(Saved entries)

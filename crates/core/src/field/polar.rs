//! Masked polar field type

use crate::error::{Error, Result};
use crate::field::FieldElement;
use ndarray::{Array2, ArrayView2};

/// A 2D field sampled on a polar (azimuth × range) bin grid.
///
/// Rows are azimuth bins spread evenly over the full circle, columns are
/// range bins. Bins that hold invalid readings are flagged either by an
/// explicit boolean mask or implicitly by the field values themselves
/// (non-finite floats or the nodata marker).
///
/// # Example
///
/// ```ignore
/// use scatterfill_core::PolarField;
///
/// let mut field = PolarField::new(data);
/// field.set_nodata(Some(-32768.0));
/// let mask = field.effective_mask();
/// ```
#[derive(Debug, Clone)]
pub struct PolarField<T: FieldElement> {
    /// Field values indexed by (azimuth, range)
    data: Array2<T>,
    /// Explicit clutter mask, true where the bin must be synthesized
    mask: Option<Array2<bool>>,
    /// No-data value
    nodata: Option<T>,
}

impl<T: FieldElement> PolarField<T> {
    /// Create a field without an explicit mask
    pub fn new(data: Array2<T>) -> Self {
        Self {
            data,
            mask: None,
            nodata: None,
        }
    }

    /// Create a field with an explicit clutter mask of the same shape
    pub fn with_mask(data: Array2<T>, mask: Array2<bool>) -> Result<Self> {
        if data.dim() != mask.dim() {
            let (er, ec) = data.dim();
            let (ar, ac) = mask.dim();
            return Err(Error::SizeMismatch { er, ec, ar, ac });
        }

        Ok(Self {
            data,
            mask: Some(mask),
            nodata: None,
        })
    }

    /// Create a field from row-major data
    pub fn from_vec(data: Vec<T>, n_azimuths: usize, n_ranges: usize) -> Result<Self> {
        if data.len() != n_azimuths * n_ranges {
            return Err(Error::SizeMismatch {
                er: n_azimuths,
                ec: n_ranges,
                ar: data.len(),
                ac: 1,
            });
        }

        let array = Array2::from_shape_vec((n_azimuths, n_ranges), data)?;
        Ok(Self::new(array))
    }

    // Dimensions

    /// Number of azimuth bins (rows)
    pub fn n_azimuths(&self) -> usize {
        self.data.nrows()
    }

    /// Number of range bins (columns)
    pub fn n_ranges(&self) -> usize {
        self.data.ncols()
    }

    /// Dimensions as (azimuths, ranges)
    pub fn shape(&self) -> (usize, usize) {
        self.data.dim()
    }

    /// Total number of bins
    pub fn len(&self) -> usize {
        self.data.len()
    }

    pub fn is_empty(&self) -> bool {
        self.data.is_empty()
    }

    // Data access

    /// Get value at (azimuth, range)
    pub fn get(&self, azimuth: usize, range: usize) -> Result<T> {
        self.data
            .get((azimuth, range))
            .copied()
            .ok_or(Error::IndexOutOfBounds {
                row: azimuth,
                col: range,
                rows: self.n_azimuths(),
                cols: self.n_ranges(),
            })
    }

    pub fn view(&self) -> ArrayView2<'_, T> {
        self.data.view()
    }

    pub fn data(&self) -> &Array2<T> {
        &self.data
    }

    pub fn into_array(self) -> Array2<T> {
        self.data
    }

    // Metadata

    /// The explicit mask, if one was supplied
    pub fn mask(&self) -> Option<&Array2<bool>> {
        self.mask.as_ref()
    }

    /// Replace the explicit mask
    pub fn set_mask(&mut self, mask: Option<Array2<bool>>) -> Result<()> {
        if let Some(m) = &mask {
            if m.dim() != self.data.dim() {
                let (er, ec) = self.data.dim();
                let (ar, ac) = m.dim();
                return Err(Error::SizeMismatch { er, ec, ar, ac });
            }
        }
        self.mask = mask;
        Ok(())
    }

    pub fn nodata(&self) -> Option<T> {
        self.nodata
    }

    pub fn set_nodata(&mut self, nodata: Option<T>) {
        self.nodata = nodata;
    }

    // Masks

    /// Whether an explicit mask flags at least one bin
    pub fn has_explicit_mask(&self) -> bool {
        self.mask.as_ref().is_some_and(|m| m.iter().any(|&b| b))
    }

    /// Whether any value is NaN or equal to the nodata marker
    pub fn has_invalid_bins(&self) -> bool {
        self.data.iter().any(|v| v.is_invalid(self.nodata))
    }

    /// Mask derived purely from the field values
    pub fn invalid_mask(&self) -> Array2<bool> {
        self.data.mapv(|v| v.is_invalid(self.nodata))
    }

    /// The mask that drives clutter filling.
    ///
    /// An explicit mask wins if it flags anything; otherwise the
    /// invalid markers carried by the values are used.
    pub fn effective_mask(&self) -> Array2<bool> {
        match &self.mask {
            Some(m) if m.iter().any(|&b| b) => m.clone(),
            _ => self.invalid_mask(),
        }
    }

    /// Number of bins flagged by [`Self::effective_mask`]
    pub fn masked_count(&self) -> usize {
        self.effective_mask().iter().filter(|&&b| b).count()
    }
}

* [Action item]: Every line of the data should be output exactly as it was given.

* [Output for this exercise]:
filename crates/core/src/field/polar.rs
//! Masked polar field type

use crate::error::{Error, Result};
use crate::field::FieldElement;
use ndarray::{Array2, ArrayView2};

/// A 2D field sampled on a polar (azimuth × range) bin grid.
///
/// Rows are azimuth bins spread evenly over the full circle, columns are
/// range bins. Bins that hold invalid readings are flagged either by an
/// explicit boolean mask or implicitly by the field values themselves
/// (non-finite floats or the nodata marker).
///
/// # Example
///
/// ```ignore
/// use scatterfill_core::PolarField;
///
/// let mut field = PolarField::new(data);
/// field.set_nodata(Some(-32768.0));
/// let mask = field.effective_mask();
/// ```
#[derive(Debug, Clone)]
pub struct PolarField<T: FieldElement> {
    /// Field values indexed by (azimuth, range)
    data: Array2<T>,
    /// Explicit clutter mask, true where the bin must be synthesized
    mask: Option<Array2<bool>>,
    /// No-data value
    nodata: Option<T>,
}

impl<T: FieldElement> PolarField<T> {
    /// Create a field without an explicit mask
    pub fn new(data: Array2<T>) -> Self {
        Self {
            data,
            mask: None,
            nodata: None,
        }
    }

    /// Create a field with an explicit clutter mask of the same shape
    pub fn with_mask(data: Array2<T>, mask: Array2<bool>) -> Result<Self> {
        if data.dim() != mask.dim() {
            let (er, ec) = data.dim();
            let (ar, ac) = mask.dim();
            return Err(Error::SizeMismatch { er, ec, ar, ac });
        }

        Ok(Self {
            data,
            mask: Some(mask),
            nodata: None,
        })
    }

    /// Create a field from row-major data
    pub fn from_vec(data: Vec<T>, n_azimuths: usize, n_ranges: usize) -> Result<Self> {
        if data.len() != n_azimuths * n_ranges {
            return Err(Error::SizeMismatch {
                er: n_azimuths,
                ec: n_ranges,
                ar: data.len(),
                ac: 1,
            });
        }

        let array = Array2::from_shape_vec((n_azimuths, n_ranges), data)?;
        Ok(Self::new(array))
    }

    // Dimensions

    /// Number of azimuth bins (rows)
    pub fn n_azimuths(&self) -> usize {
        self.data.nrows()
    }

    /// Number of range bins (columns)
    pub fn n_ranges(&self) -> usize {
        self.data.ncols()
    }

    /// Dimensions as (azimuths, ranges)
    pub fn shape(&self) -> (usize, usize) {
        self.data.dim()
    }

    /// Total number of bins
    pub fn len(&self) -> usize {
        self.data.len()
    }

    pub fn is_empty(&self) -> bool {
        self.data.is_empty()
    }

    // Data access

    /// Get value at (azimuth, range)
    pub fn get(&self, azimuth: usize, range: usize) -> Result<T> {
        self.data
            .get((azimuth, range))
            .copied()
            .ok_or(Error::IndexOutOfBounds {
                row: azimuth,
                col: range,
                rows: self.n_azimuths(),
                cols: self.n_ranges(),
            })
    }

    pub fn view(&self) -> ArrayView2<'_, T> {
        self.data.view()
    }

    pub fn data(&self) -> &Array2<T> {
        &self.data
    }

    pub fn into_array(self) -> Array2<T> {
        self.data
    }

    // Metadata

    /// The explicit mask, if one was supplied
    pub fn mask(&self) -> Option<&Array2<bool>> {
        self.mask.as_ref()
    }

    /// Replace the explicit mask
    pub fn set_mask(&mut self, mask: Option<Array2<bool>>) -> Result<()> {
        if let Some(m) = &mask {
            if m.dim() != self.data.dim() {
                let (er, ec) = self.data.dim();
                let (ar, ac) = m.dim();
                return Err(Error::SizeMismatch { er, ec, ar, ac });
            }
        }
        self.mask = mask;
        Ok(())
    }

    pub fn nodata(&self) -> Option<T> {
        self.nodata
    }

    pub fn set_nodata(&mut self, nodata: Option<T>) {
        self.nodata = nodata;
    }

    // Masks

    /// Whether an explicit mask flags at least one bin
    pub fn has_explicit_mask(&self) -> bool {
        self.mask.as_ref().is_some_and(|m| m.iter().any(|&b| b))
    }

    /// Whether any value is NaN or equal to the nodata marker
    pub fn has_invalid_bins(&self) -> bool {
        self.data.iter().any(|v| v.is_invalid(self.nodata))
    }

    /// Mask derived purely from the field values
    pub fn invalid_mask(&self) -> Array2<bool> {
        self.data.mapv(|v| v.is_invalid(self.nodata))
    }

    /// The mask that drives clutter filling.
    ///
    /// An explicit mask wins if it flags anything; otherwise the
    /// invalid markers carried by the values are used.
    pub fn effective_mask(&self) -> Array2<bool> {
        match &self.mask {
            Some(m) if m.iter().any(|&b| b) => m.clone(),
            _ => self.invalid_mask(),
        }
    }

    /// Number of bins flagged by [`Self::effective_mask`]
    pub fn masked_count(&self) -> usize {
        self.effective_mask().iter().filter(|&&b| b).count()
    }
}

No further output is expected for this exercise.